#### AIM OF THE EXERCISE:
Search the records below for the word "info", then return every line where it appears.

START MATERIAL SHOWN

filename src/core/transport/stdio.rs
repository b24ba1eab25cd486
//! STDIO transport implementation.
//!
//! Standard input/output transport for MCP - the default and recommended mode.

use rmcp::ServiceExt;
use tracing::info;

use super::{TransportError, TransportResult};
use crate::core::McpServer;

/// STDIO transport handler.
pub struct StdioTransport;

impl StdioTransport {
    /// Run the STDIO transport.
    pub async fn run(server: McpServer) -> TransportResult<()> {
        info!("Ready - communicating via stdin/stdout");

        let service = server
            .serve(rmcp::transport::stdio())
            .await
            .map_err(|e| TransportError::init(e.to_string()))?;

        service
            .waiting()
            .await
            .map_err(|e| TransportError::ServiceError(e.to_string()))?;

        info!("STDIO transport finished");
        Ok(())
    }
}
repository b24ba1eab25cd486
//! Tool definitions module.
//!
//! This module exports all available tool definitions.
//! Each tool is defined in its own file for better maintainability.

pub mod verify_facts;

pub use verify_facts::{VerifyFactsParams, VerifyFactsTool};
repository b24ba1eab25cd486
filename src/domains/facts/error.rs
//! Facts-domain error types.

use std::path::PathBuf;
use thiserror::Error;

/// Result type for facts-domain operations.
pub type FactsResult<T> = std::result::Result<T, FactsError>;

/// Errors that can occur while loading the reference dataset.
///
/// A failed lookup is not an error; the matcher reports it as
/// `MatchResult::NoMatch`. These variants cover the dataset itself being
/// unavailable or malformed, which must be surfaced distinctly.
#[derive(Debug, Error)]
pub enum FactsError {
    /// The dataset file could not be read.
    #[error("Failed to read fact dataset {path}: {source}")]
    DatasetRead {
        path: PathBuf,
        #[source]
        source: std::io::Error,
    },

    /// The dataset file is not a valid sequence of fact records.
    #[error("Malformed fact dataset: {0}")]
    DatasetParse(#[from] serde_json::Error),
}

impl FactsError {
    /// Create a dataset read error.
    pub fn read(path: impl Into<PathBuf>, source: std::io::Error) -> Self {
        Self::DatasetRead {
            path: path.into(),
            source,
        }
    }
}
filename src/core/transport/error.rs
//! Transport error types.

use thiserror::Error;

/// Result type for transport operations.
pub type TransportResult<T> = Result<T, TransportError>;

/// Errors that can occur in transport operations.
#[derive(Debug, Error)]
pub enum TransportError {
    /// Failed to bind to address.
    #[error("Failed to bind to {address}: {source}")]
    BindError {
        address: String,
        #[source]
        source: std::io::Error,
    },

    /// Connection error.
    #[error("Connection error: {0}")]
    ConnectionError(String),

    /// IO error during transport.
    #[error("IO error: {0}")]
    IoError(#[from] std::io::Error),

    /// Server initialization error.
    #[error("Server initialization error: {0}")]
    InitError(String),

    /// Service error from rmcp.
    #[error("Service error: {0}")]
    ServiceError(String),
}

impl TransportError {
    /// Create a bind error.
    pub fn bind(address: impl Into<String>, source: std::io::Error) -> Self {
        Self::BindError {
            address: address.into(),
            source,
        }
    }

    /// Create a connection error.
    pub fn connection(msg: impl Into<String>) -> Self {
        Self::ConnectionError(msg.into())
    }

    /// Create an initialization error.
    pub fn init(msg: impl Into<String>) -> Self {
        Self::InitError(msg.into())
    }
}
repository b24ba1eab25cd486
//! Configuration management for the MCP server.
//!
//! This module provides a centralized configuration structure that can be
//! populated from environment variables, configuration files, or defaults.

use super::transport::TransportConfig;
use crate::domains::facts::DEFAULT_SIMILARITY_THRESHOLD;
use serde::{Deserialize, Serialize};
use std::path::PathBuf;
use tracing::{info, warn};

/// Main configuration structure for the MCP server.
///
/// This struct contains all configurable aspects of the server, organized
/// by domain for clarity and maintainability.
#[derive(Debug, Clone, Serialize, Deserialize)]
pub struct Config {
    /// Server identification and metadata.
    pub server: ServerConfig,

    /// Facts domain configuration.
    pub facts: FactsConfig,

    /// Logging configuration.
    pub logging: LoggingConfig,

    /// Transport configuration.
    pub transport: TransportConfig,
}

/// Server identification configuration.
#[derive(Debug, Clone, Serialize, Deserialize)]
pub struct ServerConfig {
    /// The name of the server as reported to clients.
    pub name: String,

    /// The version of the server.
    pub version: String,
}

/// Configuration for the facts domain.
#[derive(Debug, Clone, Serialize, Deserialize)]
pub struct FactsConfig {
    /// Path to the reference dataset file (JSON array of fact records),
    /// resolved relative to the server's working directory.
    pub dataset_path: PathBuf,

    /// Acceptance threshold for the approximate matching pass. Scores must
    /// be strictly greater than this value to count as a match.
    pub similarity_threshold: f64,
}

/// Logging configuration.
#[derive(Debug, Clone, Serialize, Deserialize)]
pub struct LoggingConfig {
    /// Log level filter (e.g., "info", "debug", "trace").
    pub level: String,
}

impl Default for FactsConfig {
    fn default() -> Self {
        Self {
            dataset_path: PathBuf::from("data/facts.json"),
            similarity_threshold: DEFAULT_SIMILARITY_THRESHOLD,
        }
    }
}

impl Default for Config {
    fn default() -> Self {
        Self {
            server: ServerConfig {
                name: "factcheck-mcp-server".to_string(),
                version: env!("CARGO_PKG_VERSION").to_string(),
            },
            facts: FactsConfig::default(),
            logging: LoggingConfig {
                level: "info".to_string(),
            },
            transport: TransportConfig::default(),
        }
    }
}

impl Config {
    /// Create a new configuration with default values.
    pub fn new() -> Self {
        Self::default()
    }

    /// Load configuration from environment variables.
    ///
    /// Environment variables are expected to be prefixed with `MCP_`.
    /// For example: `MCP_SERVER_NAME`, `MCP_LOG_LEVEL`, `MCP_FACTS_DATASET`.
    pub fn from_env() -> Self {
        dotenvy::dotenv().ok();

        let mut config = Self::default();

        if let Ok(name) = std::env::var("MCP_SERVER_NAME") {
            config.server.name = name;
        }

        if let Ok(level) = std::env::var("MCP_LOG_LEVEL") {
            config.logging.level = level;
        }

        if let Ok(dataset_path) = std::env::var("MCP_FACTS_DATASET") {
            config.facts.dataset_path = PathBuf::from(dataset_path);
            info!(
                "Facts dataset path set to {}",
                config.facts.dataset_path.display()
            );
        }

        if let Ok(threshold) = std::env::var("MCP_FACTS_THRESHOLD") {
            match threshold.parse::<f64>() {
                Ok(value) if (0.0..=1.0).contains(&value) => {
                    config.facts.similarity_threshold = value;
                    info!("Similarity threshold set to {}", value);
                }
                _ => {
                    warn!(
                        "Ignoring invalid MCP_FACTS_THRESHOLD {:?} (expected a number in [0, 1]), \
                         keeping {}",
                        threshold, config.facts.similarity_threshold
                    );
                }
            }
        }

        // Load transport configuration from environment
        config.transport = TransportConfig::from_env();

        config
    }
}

END MATERIAL SHOWN

#### EXERCISE SOLUTION:
use tracing::info;
        info!("Ready - communicating via stdin/stdout");
        info!("STDIO transport finished");
use tracing::{info, warn};
    /// Log level filter (e.g., "info", "debug", "trace").
                level: "info".to_string(),
            info!(
                    info!("Similarity threshold set to {}", value);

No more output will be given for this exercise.